Unlike the other visual disciplines, painting is always artificial, that to say that it cannot be (or be mistaken for) a ‘real’ thing outside of its context as an art object. Its function, so to speak, is first and foremost, inextricably intertwined with the ‘creative act’ and it is therefore impossible to create a painting without first engaging creativity itself, any resultant ‘function’ within the object is always
relative to this. It is upon this ‘object’ that the actions of Peter Bonde reside. Not inside nor out but on, there, right in front of you without perspective, tricks or illusions.
Continuing Bonde’s ongoing proclivity for painting onto anything other than the traditional canvas and stretcher, the works in the main body of this show feature swift and expressive, chromatic brushstrokes rendered upon mirrored foil. As is so in much of Bonde’s past work, the desire to refuse the traditional support structures associated with his discipline is at once iconoclastic yet somehow transcendental. Internally destructive, the broadly abstract gestures recall a kind abandon associated with the excess of a culture destroying itself from within. However, unlike the religious iconoclasm of the Reformation for example, the temperament of Bonde’s image-destruction is one of a much more complimentary nature rather than it is the product of sectarian deputes. It is not an attempt to disrespect images and that which they represent, rather it is a bid to alleviate the stoic nature of images from their context as representations of something existing in history and to recuperate them as pure objects re-indexed by random gestures rather than by rigid categorical interpretations.
Bonde himself refers to this process as ‘mudification’, an adjustment that deliberately de-crystallizes the subject (that which is painted onto) into something much less precise and definite. Something that is now forced to inhabit the muddy and murky waters of the art-object, where visibility, so to speak, is low and where things become slippery and out of focus.
Expanding the notion of painting onto images, it is perhaps arguable that the brushstrokes themselves are not painted upon the mirror (as an object) but upon the reflection itself. A treatment that declares the reflection as an object in its own right rather than a mere representation of the thing(s) being reflected. This again echoes Bonde’s sentiments that there are no illusions in his work, that it is all surface, however the constant interplay between the viewer at their reflection (or lack thereof) unquestionably adds a dimension of introspection that, for the viewer at least, implies something that goes beyond ‘surface’ alone. In this sense, the works move into the more psychoanalytical territory of image/self-image and the self-actualizing nature of thought itself.
Thoughts, like the reflection between two mirrors, are the constantly fluctuating product of action and reaction, the result of a mind thinking about the existence it sees and feels and then re-applying that newly created knowledge to that which it sees and feels; a neurologically mutable Mise en abyme in which the gesture of thought and the residue of knowledge are reflected and projected into infinity.
This series of works, often displayed in relation to each other, beg a similar interpretation.
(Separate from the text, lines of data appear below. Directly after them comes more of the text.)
//! Role and permission administration. All mutations here reshape the
//! role-permission store, so each one clears the principal cache before
//! returning and lands in the audit log with Critical severity.

use axum::extract::{Path, State};
use axum::http::StatusCode;
use axum::routing::{delete, get};
use axum::{Json, Router};
use chrono::Utc;
use sqlx::Row;
use uuid::Uuid;

use crate::app::AppState;
use crate::authz::permissions as perm;
use crate::errors::AppError;
use crate::events::log_activity;
use crate::jwt::AuthUser;
use crate::models::rbac::*;

use super::require;

pub fn routes() -> Router<AppState> {
    Router::new()
        .route("/", get(list_roles).post(create_role))
        .route("/:role_id", get(get_role).delete(delete_role))
        .route(
            "/:role_id/permissions",
            get(get_role_permissions).post(assign_permission),
        )
        .route("/:role_id/permissions/:permission_id", delete(revoke_permission))
}

pub fn permission_routes() -> Router<AppState> {
    Router::new().route("/", get(list_permissions).post(create_permission))
}

pub(crate) fn role_from_row(row: &sqlx::sqlite::SqliteRow) -> Role {
    Role {
        id: Uuid::parse_str(row.get::<&str, _>("id")).unwrap_or_default(),
        name: row.get("name"),
        guard: row.get("guard"),
        level: row.get("level"),
        active: row.get("active"),
        description: row.get("description"),
        created_at: row.get("created_at"),
        updated_at: row.get("updated_at"),
    }
}

fn permission_from_row(row: &sqlx::sqlite::SqliteRow) -> Permission {
    Permission {
        id: Uuid::parse_str(row.get::<&str, _>("id")).unwrap_or_default(),
        name: row.get("name"),
        description: row.get("description"),
        created_at: row.get("created_at"),
        updated_at: row.get("updated_at"),
    }
}

const ROLE_COLUMNS: &str = "id, name, guard, level, active, description, created_at, updated_at";

#[utoipa::path(
    get,
    path = "/roles",
    tag = "RBAC",
    responses((status = 200, description = "List of roles", body = Vec<Role>)),
    security(("bearerAuth" = []))
)]
async fn list_roles(
    State(state): State<AppState>,
    auth: AuthUser,
) -> Result<Json<Vec<Role>>, AppError> {
    require(&state, &auth, perm::ROLES_VIEW, None).await?;

    let rows = sqlx::query(&format!("SELECT {ROLE_COLUMNS} FROM roles ORDER BY name"))
        .fetch_all(&state.pool)
        .await?;

    Ok(Json(rows.iter().map(role_from_row).collect()))
}

#[utoipa::path(
    post,
    path = "/roles",
    tag = "RBAC",
    request_body = RoleCreateRequest,
    responses(
        (status = 201, description = "Role created", body = Role),
        (status = 409, description = "Role name already exists in guard"),
    ),
    security(("bearerAuth" = []))
)]
async fn create_role(
    State(state): State<AppState>,
    auth: AuthUser,
    Json(req): Json<RoleCreateRequest>,
) -> Result<(StatusCode, Json<Role>), AppError> {
    require(&state, &auth, perm::ROLES_MANAGE, None).await?;

    let id = Uuid::new_v4();
    let now = Utc::now();

    sqlx::query(
        "INSERT INTO roles (id, name, guard, level, active, description, created_at, updated_at)
         VALUES (?, ?, ?, ?, 1, ?, ?, ?)",
    )
    .bind(id.to_string())
    .bind(&req.name)
    .bind(&req.guard)
    .bind(req.level)
    .bind(&req.description)
    .bind(now)
    .bind(now)
    .execute(&state.pool)
    .await
    .map_err(|err| match err {
        sqlx::Error::Database(ref db) if db.is_unique_violation() => {
            AppError::conflict("Role name already exists in this guard")
        }
        other => AppError::from(other),
    })?;

    let role = Role {
        id,
        name: req.name,
        guard: req.guard,
        level: req.level,
        active: true,
        description: req.description,
        created_at: now,
        updated_at: now,
    };

    log_activity(&state.event_bus, "created", Some(auth.user_id), &role, None);

    Ok((StatusCode::CREATED, Json(role)))
}

#[utoipa::path(
    get,
    path = "/roles/{role_id}",
    tag = "RBAC",
    params(("role_id" = Uuid, Path, description = "Role ID")),
    responses(
        (status = 200, description = "Role details", body = Role),
        (status = 404, description = "Role not found"),
    ),
    security(("bearerAuth" = []))
)]
async fn get_role(
    State(state): State<AppState>,
    auth: AuthUser,
    Path(role_id): Path<Uuid>,
) -> Result<Json<Role>, AppError> {
    require(&state, &auth, perm::ROLES_VIEW, None).await?;

    let row = sqlx::query(&format!("SELECT {ROLE_COLUMNS} FROM roles WHERE id = ?"))
        .bind(role_id.to_string())
        .fetch_optional(&state.pool)
        .await?
        .ok_or_else(|| AppError::not_found("Role not found"))?;

    Ok(Json(role_from_row(&row)))
}

#[utoipa::path(
    delete,
    path = "/roles/{role_id}",
    tag = "RBAC",
    params(("role_id" = Uuid, Path, description = "Role ID")),
    responses(
        (status = 204, description = "Role deleted"),
        (status = 404, description = "Role not found"),
    ),
    security(("bearerAuth" = []))
)]
async fn delete_role(
    State(state): State<AppState>,
    auth: AuthUser,
    Path(role_id): Path<Uuid>,
) -> Result<StatusCode, AppError> {
    require(&state, &auth, perm::ROLES_MANAGE, None).await?;

    let row = sqlx::query(&format!("SELECT {ROLE_COLUMNS} FROM roles WHERE id = ?"))
        .bind(role_id.to_string())
        .fetch_optional(&state.pool)
        .await?
        .ok_or_else(|| AppError::not_found("Role not found"))?;
    let role = role_from_row(&row);

    sqlx::query("DELETE FROM roles WHERE id = ?")
        .bind(role_id.to_string())
        .execute(&state.pool)
        .await?;

    state.authz_cache.clear();
    log_activity(&state.event_bus, "deleted", Some(auth.user_id), &role, None);

    Ok(StatusCode::NO_CONTENT)
}

#[utoipa::path(
    get,
    path = "/roles/{role_id}/permissions",
    tag = "RBAC",
    params(("role_id" = Uuid, Path, description = "Role ID")),
    responses((status = 200, description = "Assigned permissions", body = Vec<Permission>)),
    security(("bearerAuth" = []))
)]
async fn get_role_permissions(
    State(state): State<AppState>,
    auth: AuthUser,
    Path(role_id): Path<Uuid>,
) -> Result<Json<Vec<Permission>>, AppError> {
    require(&state, &auth, perm::ROLES_VIEW, None).await?;

    let rows = sqlx::query(
        r#"
        SELECT p.id, p.name, p.description, p.created_at, p.updated_at
        FROM permissions p
        INNER JOIN role_permissions rp ON p.id = rp.permission_id
        WHERE rp.role_id = ?
        ORDER BY p.name
        "#,
    )
    .bind(role_id.to_string())
    .fetch_all(&state.pool)
    .await?;

    Ok(Json(rows.iter().map(permission_from_row).collect()))
}

#[utoipa::path(
    post,
    path = "/roles/{role_id}/permissions",
    tag = "RBAC",
    params(("role_id" = Uuid, Path, description = "Role ID")),
    request_body = AssignPermissionToRoleRequest,
    responses((status = 201, description = "Permission assigned")),
    security(("bearerAuth" = []))
)]
async fn assign_permission(
    State(state): State<AppState>,
    auth: AuthUser,
    Path(role_id): Path<Uuid>,
    Json(req): Json<AssignPermissionToRoleRequest>,
) -> Result<StatusCode, AppError> {
    require(&state, &auth, perm::ROLES_MANAGE, None).await?;

    let now = Utc::now();
    sqlx::query(
        "INSERT OR IGNORE INTO role_permissions (role_id, permission_id, created_at) VALUES (?, ?, ?)",
    )
    .bind(role_id.to_string())
    .bind(req.permission_id.to_string())
    .bind(now)
    .execute(&state.pool)
    .await?;

    // the read cache must never outlive a grant change
    state.authz_cache.clear();

    let assignment = RolePermission {
        role_id,
        permission_id: req.permission_id,
        created_at: now,
    };
    log_activity(&state.event_bus, "assigned", Some(auth.user_id), &assignment, None);

    Ok(StatusCode::CREATED)
}

#[utoipa::path(
    delete,
    path = "/roles/{role_id}/permissions/{permission_id}",
    tag = "RBAC",
    params(
        ("role_id" = Uuid, Path, description = "Role ID"),
        ("permission_id" = Uuid, Path, description = "Permission ID"),
    ),
    responses((status = 204, description = "Permission removed from role")),
    security(("bearerAuth" = []))
)]
async fn revoke_permission(
    State(state): State<AppState>,
    auth: AuthUser,
    Path((role_id, permission_id)): Path<(Uuid, Uuid)>,
) -> Result<StatusCode, AppError> {
    require(&state, &auth, perm::ROLES_MANAGE, None).await?;

    sqlx::query("DELETE FROM role_permissions WHERE role_id = ? AND permission_id = ?")
        .bind(role_id.to_string())
        .bind(permission_id.to_string())
        .execute(&state.pool)
        .await?;

    state.authz_cache.clear();

    let assignment = RolePermission {
        role_id,
        permission_id,
        created_at: Utc::now(),
    };
    log_activity(&state.event_bus, "revoked", Some(auth.user_id), &assignment, None);

    Ok(StatusCode::NO_CONTENT)
}

#[utoipa::path(
    get,
    path = "/permissions",
    tag = "RBAC",
    responses((status = 200, description = "List of permissions", body = Vec<Permission>)),
    security(("bearerAuth" = []))
)]
async fn list_permissions(
    State(state): State<AppState>,
    auth: AuthUser,
) -> Result<Json<Vec<Permission>>, AppError> {
    require(&state, &auth, perm::ROLES_VIEW, None).await?;

    let rows = sqlx::query(
        "SELECT id, name, description, created_at, updated_at FROM permissions ORDER BY name",
    )
    .fetch_all(&state.pool)
    .await?;

    Ok(Json(rows.iter().map(permission_from_row).collect()))
}

#[utoipa::path(
    post,
    path = "/permissions",
    tag = "RBAC",
    request_body = PermissionCreateRequest,
    responses(
        (status = 201, description = "Permission created", body = Permission),
        (status = 409, description = "Permission name already exists"),
    ),
    security(("bearerAuth" = []))
)]
async fn create_permission(
    State(state): State<AppState>,
    auth: AuthUser,
    Json(req): Json<PermissionCreateRequest>,
) -> Result<(StatusCode, Json<Permission>), AppError> {
    require(&state, &auth, perm::ROLES_MANAGE, None).await?;

    let id = Uuid::new_v4();
    let now = Utc::now();

    sqlx::query(
        "INSERT INTO permissions (id, name, description, created_at, updated_at) VALUES (?, ?, ?, ?, ?)",
    )
    .bind(id.to_string())
    .bind(&req.name)
    .bind(&req.description)
    .bind(now)
    .bind(now)
    .execute(&state.pool)
    .await
    .map_err(|err| match err {
        sqlx::Error::Database(ref db) if db.is_unique_violation() => {
            AppError::conflict("Permission name already exists")
        }
        other => AppError::from(other),
    })?;

    let permission = Permission {
        id,
        name: req.name,
        description: req.description,
        created_at: now,
        updated_at: now,
    };

    log_activity(&state.event_bus, "created", Some(auth.user_id), &permission, None);

    Ok((StatusCode::CREATED, Json(permission)))
}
The mirrored surfaces can be seen as a kind of collective psyche, a psychological space that we share not just with ourselves and each other as viewers, but also with reality at large, a space where existence is literally projected and reflected into infinity. In this zone, the gestures of Bonde’s brushstrokes act almost as external influences analogous to those thoughts we have that seem to come from elsewhere. Subconscious, extraneous and alien, though wholly our own, they come creeping out of the cracks and corners of our minds, just outside the reach of perception and apprehension, yet all pervasive and consuming nonetheless.
It is these thoughts that personify the ‘other’ within ourselves and this otherness is never more so experienced than when we look into the mirror only to be met by the gaze of the familiar stranger that is ourselves. Perhaps this is the fear that Bonde is referring to, the uncomfortable feeling that comes when one is uncannily dislocated by an encounter with ones own reflection. Better to
paint that out than to deal with it.
G. Leddington, 2014
Peter Bonde (b. 1958) graduated from the Royal Danish Academy of Art (1976-82). He was a
professor at the Royal Danish Academy of Arts’s painting school from 1996 to 2005 and represented Denmark at the Venice Biennale in 1999 (with Jason Rhoades). In 1990, Bonde had a solo exhibition at Galerie Sophia Ungers in Cologne where he lived for a period of time. The artist is represented in all major Danish art museums including The Danish National Gallery, ARoS, the art museum Trapholt, Esbjerg Art Museum, as well as Kunstmuseum Wolfsburg, Germany and in private collections Elgiz Collection, Turkey and Axa Northern Stern, Cologne.